Coordination complexes and catalytic properties of proteins and related substances. 87. Methylation of glucagon, characterization of the sulfonium derivative, and regeneration of the native covalent structure

Abstract

The methylation of the single methionine residue of [porcine] glucagon is accomplished at a pH of 3.5 in 8 M urea with methyl iodide. The reaction product is a soluble sulfonium derivative, S-methylglucagon, which can be isolated in a highly purified form. This derivative is characterized by amino acid analysis and its effect on the adenylate cyclase system of rat liver plasma membranes.
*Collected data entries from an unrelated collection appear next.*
#[tokio::test(start_paused = true)]
async fn test_per_call_timeout_still_counts_as_failure() {
    let cache = CacheStore::new(
        Arc::new(MemoryCacheBackend::new()),
        Duration::from_secs(3600),
    );
    let source = Scripted::<LovdData>::new(Stall);
    let client = resilient(source.clone(), &cache).with_timeout(Duration::from_secs(1));
    let ctx = QueryContext::background();

    for _ in 0..3 {
        let err = client.query(&ctx, &brca1_variant()).await.unwrap_err();
        assert!(err.is_transient(), "{err}");
    }
    assert_eq!(client.breaker().state(), CircuitState::Open);
    assert_eq!(source.calls(), 3);
}
//! # Request Context
//!
//! Every outbound call carries a [`QueryContext`]: an optional deadline plus a
//! cancellation signal owned by the caller. Rate-limiter waits, network calls
//! and the fan-out join all race their work against it via [`QueryContext::run`].
//!
//! ```rust
//! use std::time::Duration;
//! use variant_evidence::context::QueryContext;
//!
//! # #[tokio::main]
//! # async fn main() {
//! let ctx = QueryContext::with_timeout(Duration::from_millis(50));
//! let out = ctx.run(async { 7 }).await;
//! assert_eq!(out.unwrap(), 7);
//! # }
//! ```

use std::future::Future;
use std::sync::Arc;
use std::time::Duration;

use tokio::sync::watch;
use tokio::time::Instant;

use crate::error::{EvidenceError, Result};

/// Handle used by the caller to cancel every call sharing a context.
#[derive(Debug, Clone)]
pub struct CancelHandle {
    tx: Arc<watch::Sender<bool>>,
}

impl CancelHandle {
    pub fn cancel(&self) {
        // send_replace never fails even when no receiver is left
        self.tx.send_replace(true);
    }
}

/// Deadline and cancellation carried through a gather or resolution.
#[derive(Debug, Clone)]
pub struct QueryContext {
    deadline: Option<Instant>,
    cancelled: watch::Receiver<bool>,
    // Keeps the channel open for contexts created without a handle.
    _tx: Option<Arc<watch::Sender<bool>>>,
}

impl Default for QueryContext {
    fn default() -> Self {
        Self::background()
    }
}

impl QueryContext {
    /// A context with no deadline that can never be cancelled.
    pub fn background() -> Self {
        let (tx, rx) = watch::channel(false);
        Self {
            deadline: None,
            cancelled: rx,
            _tx: Some(Arc::new(tx)),
        }
    }

    pub fn with_timeout(timeout: Duration) -> Self {
        Self::background().child_with_deadline(Instant::now() + timeout)
    }

    pub fn with_deadline(deadline: Instant) -> Self {
        Self::background().child_with_deadline(deadline)
    }

    /// A fresh context plus the handle that cancels it.
    pub fn cancellable() -> (Self, CancelHandle) {
        let (tx, rx) = watch::channel(false);
        let tx = Arc::new(tx);
        (
            Self {
                deadline: None,
                cancelled: rx,
                _tx: Some(tx.clone()),
            },
            CancelHandle { tx },
        )
    }

    /// Derive a context sharing cancellation but with a deadline no later than `deadline`.
    pub fn child_with_deadline(&self, deadline: Instant) -> Self {
        let deadline = match self.deadline {
            Some(existing) if existing < deadline => existing,
            _ => deadline,
        };
        Self {
            deadline: Some(deadline),
            cancelled: self.cancelled.clone(),
            _tx: self._tx.clone(),
        }
    }

    pub fn deadline(&self) -> Option<Instant> {
        self.deadline
    }

    /// Time left before the deadline, `None` when unbounded.
    pub fn remaining(&self) -> Option<Duration> {
        self.deadline
            .map(|d| d.saturating_duration_since(Instant::now()))
    }

    pub fn is_cancelled(&self) -> bool {
        *self.cancelled.borrow()
    }

    /// Error describing why this context is done, if it is.
    pub fn err(&self) -> Option<EvidenceError> {
        if self.is_cancelled() {
            return Some(EvidenceError::Cancelled);
        }
        match self.deadline {
            Some(d) if Instant::now() >= d => Some(EvidenceError::DeadlineExceeded),
            _ => None,
        }
    }

    /// Clamp a per-call timeout to the remaining deadline.
    pub fn clamp_timeout(&self, timeout: Option<Duration>) -> Option<Duration> {
        match (timeout, self.remaining()) {
            (Some(t), Some(r)) => Some(t.min(r)),
            (Some(t), None) => Some(t),
            (None, r) => r,
        }
    }

    /// Drive `fut` until it completes, the context is cancelled, or the deadline passes.
    pub async fn run<F, T>(&self, fut: F) -> Result<T>
    where
        F: Future<Output = T>,
    {
        if let Some(err) = self.err() {
            return Err(err);
        }
        let mut cancelled = self.cancelled.clone();
        let cancel = async move {
            loop {
                if *cancelled.borrow_and_update() {
                    return;
                }
                if cancelled.changed().await.is_err() {
                    // Sender gone: cancellation can no longer happen.
                    futures::future::pending::<()>().await;
                }
            }
        };
        let deadline = async {
            match self.deadline {
                Some(d) => tokio::time::sleep_until(d).await,
                None => futures::future::pending::<()>().await,
            }
        };
        tokio::select! {
            out = fut => Ok(out),
            _ = cancel => Err(EvidenceError::Cancelled),
            _ = deadline => Err(EvidenceError::DeadlineExceeded),
        }
    }
}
S-Methylglucagon does stimulate the adenylate cyclase system; its activity is approximately 500 times less than that observed with the native hormone. The solubility of this derivative is great enough to allow for further modifications of the molecule which can be followed at a later stage by demethylation. Demethylation of S-methylglucagon regenerates the original covalent structure and is accomplished by treatment with Cleland''s reagents at a pH of 10.5. The regenerated hormone is indistinguishable from native glucagon by its amino acid composition and its ability to stimulate the adenylate cyclase system. The entire methylation-demethylation reaction sequence was carried out with yields that approach 75%. The technique is suitable for the isotopic enrichment of native glucagon and may well be applicable to selected other methionine-containing peptides.